3.11 Among its limitations are that the model is focused on technological possibilities for the abatement of emissions and is limited in its consideration of demand-side policy and behaviour change. The only role behavioural change plays in the model is in response to costs (including the implicit carbon price) whereby the model can choose either to reduce demand or to improve the efficiency of a given mode such as by switching fuels. For instance, the model cannot accommodate mode shift, nor can it accommodate a change in the size distribution of cars in the market through, for example, 'downsizing' caused by a change in purchasing patterns towards smaller vehicles. In addition, the base year is 2000, not 1990 - a significant issue for transport, as its emissions were some 6% greater in 2000 than 1990[3]. Assessment appears to focus exclusively on carbon reduction and monetary costs, with little or no consideration of other influences or impacts including lifestyle preferences, equity effects, and impacts on innovation and competitiveness. It is also not obvious how far measures are considered as mutuallysupporting packages (with the potential for improved cost-effectiveness) rather than as individual actions. But the insights provided by these economy-wide analyses together and the technical literature focused on the cost-effectiveness of transport interventions specifically provide an extremely useful context for considering the current Government approach to reducing carbon emissions from transport in the next section.
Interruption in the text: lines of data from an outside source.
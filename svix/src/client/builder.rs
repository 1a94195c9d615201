//! Fluent construction of a [`Svix`] client.

use std::sync::Arc;
use std::time::Duration;

use reqwest::header::{AUTHORIZATION, HeaderMap, HeaderName, HeaderValue, USER_AGENT};

use super::config::{
    DEFAULT_TIMEOUT_SECS, MAX_RETRIES, SvixOptions, default_server_url, parse_server_url,
    user_agent,
};
use super::executor::Executor;
use super::handle::Svix;
use crate::error::{ConfigError, Result};

/// Builder for configuring a [`Svix`] client.
///
/// Validation happens in [`build`](Self::build); nothing touches the network.
#[derive(Debug)]
pub struct SvixBuilder {
    token: String,
    server_url: Option<String>,
    http_client: Option<reqwest::Client>,
    timeout: Duration,
    retry_schedule: Vec<Duration>,
    debug: bool,
    default_headers: HeaderMap,
}

impl SvixBuilder {
    pub(crate) fn new(token: impl Into<String>) -> Self {
        Self {
            token: token.into(),
            server_url: None,
            http_client: None,
            timeout: Duration::from_secs(DEFAULT_TIMEOUT_SECS),
            retry_schedule: Vec::new(),
            debug: false,
            default_headers: HeaderMap::new(),
        }
    }

    pub(crate) fn from_options(token: impl Into<String>, options: SvixOptions) -> Self {
        let mut builder = Self::new(token);
        builder.server_url = options.server_url;
        builder.http_client = options.http_client;
        if let Some(timeout) = options.timeout {
            builder.timeout = timeout;
        }
        if let Some(schedule) = options.retry_schedule {
            builder.retry_schedule = schedule;
        }
        builder.debug = options.debug;
        builder
    }

    /// Overrides the server chosen from the token's region.
    ///
    /// ## Examples
    ///
    /// ```rust,ignore
    /// let svix = Svix::builder("testsk_abc")
    ///     .server_url("http://localhost:8071")
    ///     .build()?;
    /// ```
    pub fn server_url(mut self, url: impl Into<String>) -> Self {
        self.server_url = Some(url.into());
        self
    }

    /// Uses a pre-built transport instead of constructing one.
    pub fn http_client(mut self, client: reqwest::Client) -> Self {
        self.http_client = Some(client);
        self
    }

    /// Sets the per-attempt timeout.
    pub fn timeout(mut self, timeout: Duration) -> Self {
        self.timeout = timeout;
        self
    }

    /// Sets the delays between retries.
    ///
    /// ## Examples
    ///
    /// ```rust,ignore
    /// use std::time::Duration;
    ///
    /// let svix = Svix::builder(token)
    ///     .retry_schedule([50, 100, 200].map(Duration::from_millis))
    ///     .build()?;
    /// ```
    pub fn retry_schedule(mut self, schedule: impl IntoIterator<Item = Duration>) -> Self {
        self.retry_schedule = schedule.into_iter().collect();
        self
    }

    /// Logs request and response bodies at `debug` level.
    pub fn debug(mut self, debug: bool) -> Self {
        self.debug = debug;
        self
    }

    /// Adds a header sent with every request.
    ///
    /// ## Errors
    ///
    /// Returns an error if the header name or value is invalid.
    pub fn default_header(
        mut self,
        name: impl AsRef<str>,
        value: impl AsRef<str>,
    ) -> Result<Self> {
        let name = name.as_ref();
        let header_name =
            HeaderName::try_from(name).map_err(|e| ConfigError::invalid_header(name, e))?;
        let header_value = HeaderValue::try_from(value.as_ref())
            .map_err(|e| ConfigError::invalid_header(name, e))?;
        self.default_headers.insert(header_name, header_value);
        Ok(self)
    }

    /// Builds the [`Svix`] client.
    ///
    /// ## Errors
    ///
    /// Returns an error if:
    /// - The retry schedule has more than [`MAX_RETRIES`] entries
    /// - The server URL is invalid
    /// - The token cannot be sent as a header
    /// - The HTTP client cannot be constructed
    pub fn build(self) -> Result<Svix> {
        if self.retry_schedule.len() > MAX_RETRIES {
            return Err(ConfigError::RetryScheduleTooLong {
                len: self.retry_schedule.len(),
                max: MAX_RETRIES,
            }
            .into());
        }

        let server_url = self
            .server_url
            .as_deref()
            .unwrap_or_else(|| default_server_url(&self.token));
        let base_url = parse_server_url(server_url)?;

        let mut headers = HeaderMap::new();
        let mut auth = HeaderValue::try_from(format!("Bearer {}", self.token))
            .map_err(|e| ConfigError::invalid_header(AUTHORIZATION.as_str(), e))?;
        auth.set_sensitive(true);
        headers.insert(AUTHORIZATION, auth);
        let agent = HeaderValue::try_from(user_agent())
            .map_err(|e| ConfigError::invalid_header(USER_AGENT.as_str(), e))?;
        headers.insert(USER_AGENT, agent);
        for (name, value) in &self.default_headers {
            headers.insert(name.clone(), value.clone());
        }

        let client = match self.http_client {
            Some(client) => client,
            None => reqwest::Client::builder()
                .pool_max_idle_per_host(10)
                .build()
                .map_err(ConfigError::HttpClient)?,
        };

        let executor = Executor::new(
            client,
            base_url,
            headers,
            self.retry_schedule,
            self.timeout,
            self.debug,
        );
        Ok(Svix::from_executor(Arc::new(executor)))
    }
}

#[cfg(test)]
mod tests {
    use super::*;
    use crate::error::SvixError;

    #[test]
    fn test_region_from_token() {
        let svix = SvixBuilder::new("testsk_abc.def.eu").build().unwrap();
        assert_eq!(svix.base_url().as_str(), "https://api.eu.svix.com/");

        let svix = SvixBuilder::new("testsk_abc.def.xx").build().unwrap();
        assert_eq!(svix.base_url().as_str(), "https://api.svix.com/");
    }

    #[test]
    fn test_explicit_server_url_wins() {
        let svix = SvixBuilder::new("testsk_abc.us")
            .server_url("http://localhost:8071")
            .build()
            .unwrap();
        assert_eq!(svix.base_url().as_str(), "http://localhost:8071/");
    }

    #[test]
    fn test_retry_schedule_cap() {
        let five = vec![Duration::from_millis(1); MAX_RETRIES];
        assert!(SvixBuilder::new("t").retry_schedule(five).build().is_ok());

        let six = vec![Duration::from_millis(1); MAX_RETRIES + 1];
        match SvixBuilder::new("t").retry_schedule(six).build() {
            Err(SvixError::Config(ConfigError::RetryScheduleTooLong { len, max })) => {
                assert_eq!(len, 6);
                assert_eq!(max, 5);
            }
            other => panic!("expected RetryScheduleTooLong, got {other:?}"),
        }
    }

    #[test]
    fn test_invalid_server_url() {
        let err = SvixBuilder::new("t").server_url("not a url").build().unwrap_err();
        assert!(matches!(err, SvixError::Config(ConfigError::InvalidUrl(_))));
    }

    #[test]
    fn test_invalid_default_header() {
        let err = SvixBuilder::new("t")
            .default_header("bad header", "v")
            .unwrap_err();
        assert!(matches!(
            err,
            SvixError::Config(ConfigError::InvalidHeader { .. })
        ));
    }

    #[test]
    fn test_token_with_newline_is_rejected() {
        let err = SvixBuilder::new("abc\ndef").build().unwrap_err();
        assert!(matches!(
            err,
            SvixError::Config(ConfigError::InvalidHeader { .. })
        ));
    }

    #[test]
    fn test_options_are_applied() {
        let svix = SvixBuilder::from_options(
            "t",
            SvixOptions {
                server_url: Some("http://localhost:1234".to_string()),
                retry_schedule: Some(vec![Duration::from_millis(5)]),
                ..Default::default()
            },
        )
        .build()
        .unwrap();
        assert_eq!(svix.base_url().as_str(), "http://localhost:1234/");
        assert_eq!(svix.retry_schedule(), &[Duration::from_millis(5)]);
    }
}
Current Government policies for reducing transport-related carbon emissions

3.12 The package of policy measures favoured by the Government to cut transport emissions was set out in 2000 as part of a Climate Change Programme (CCP) (DETR, 2000). The 2004-06 Climate Change Programme Review (CCPR, Defra, 2004) culminated in the revised CCP (Defra, 2006a) and policy evaluations have been updated in the recent Energy White Paper (EWP) (DTI, 2007a). The CCP includes the following key elements:

  • Voluntary Agreements (VAs) since 1997-98 to reduce average sales-weighted new car fuel emissions, among the EC and the European, Japanese and Korean automobile producers. The original target for emissions from the tailpipe for European manufacturers was 140g CO2/km by 2008-09. Progress has been made, but there is now widespread acknowledgement that the target will not be met;
  • Package of measures (in the UK) to support the VA, comprising reforms to vehicle excise duty (VED), company car tax, and labelling on car CO2 emissions:
    • For cars registered on or after 1 March 2001, a system of VED bands exists based on the CO2 emissions rating of the vehicle. Duty ranges from £0 in band A (less than 100g CO2/km) to £300 in band G (over 226g CO2/km). The 2007 Budget reduced the band B rate to £35, removed the diesel differential, increased band G to £300, with a further increase to £400 in 2008, with minor adjustments to other bands; and
    • Company car tax has been based on CO2 emissions since 2002. These reforms have made significant changes to the company car market. In 2001, new company cars emitted over 2 g CO2/km more than new private cars (179 g CO2/km compared to 176.5g CO2/km); but by 2005, this had reversed, with new company cars emitting some 5g CO2/km less than private cars (167g CO2/km compared to 172 g CO2/km)[4].
  • EU successor to the Voluntary Agreements. The CCP envisaged a successor to the current agreement that would deliver similar levels of progress as seen under the current VAs. In the UK, this would equate to reaching a level of 135g CO2/km by 2020. Analysis for the Energy White Paper looked at a wider range of scenarios more commensurate with the 130g CO2/km by 2012 recently put forward by the European Commission. The UK Government has expressed its wish to see a long term target set of 100 g CO2/km, although no date for this target has yet been defined;
  • UK Renewable Transport Fuels Obligation, requiring suppliers to ensure a share of their sales is from biofuels, rising in stages to 5% by 2010-11. Companies who miss this target can buy surplus certificates from those who exceed it, or pay a penalty. Both a duty discount and the RTFO are implemented at the pump, with biofuels receiving a rebate of 20 pence per litre to encourage their take-up and development. The Government wants the level of the obligation to rise above 5% after 2010, conditional on the development of robust carbon and sustainability standards, new fuel quality standards at EU level, and costs to consumers being acceptable (DfT, 2007c)[5];
  • 10 Year Plan (10YP)/Wider transport measures/Smarter Choices - including a sustainable distribution strategy in England, improvements to local public transport and a range of soft or 'smart' choices such as school travel plans; and
  • Sustainable distribution (in Scotland) - freight is a minor part of the programme with specific carbon savings allocated to this policy in Scotland and an unspecified element of the savings from wider transport measures.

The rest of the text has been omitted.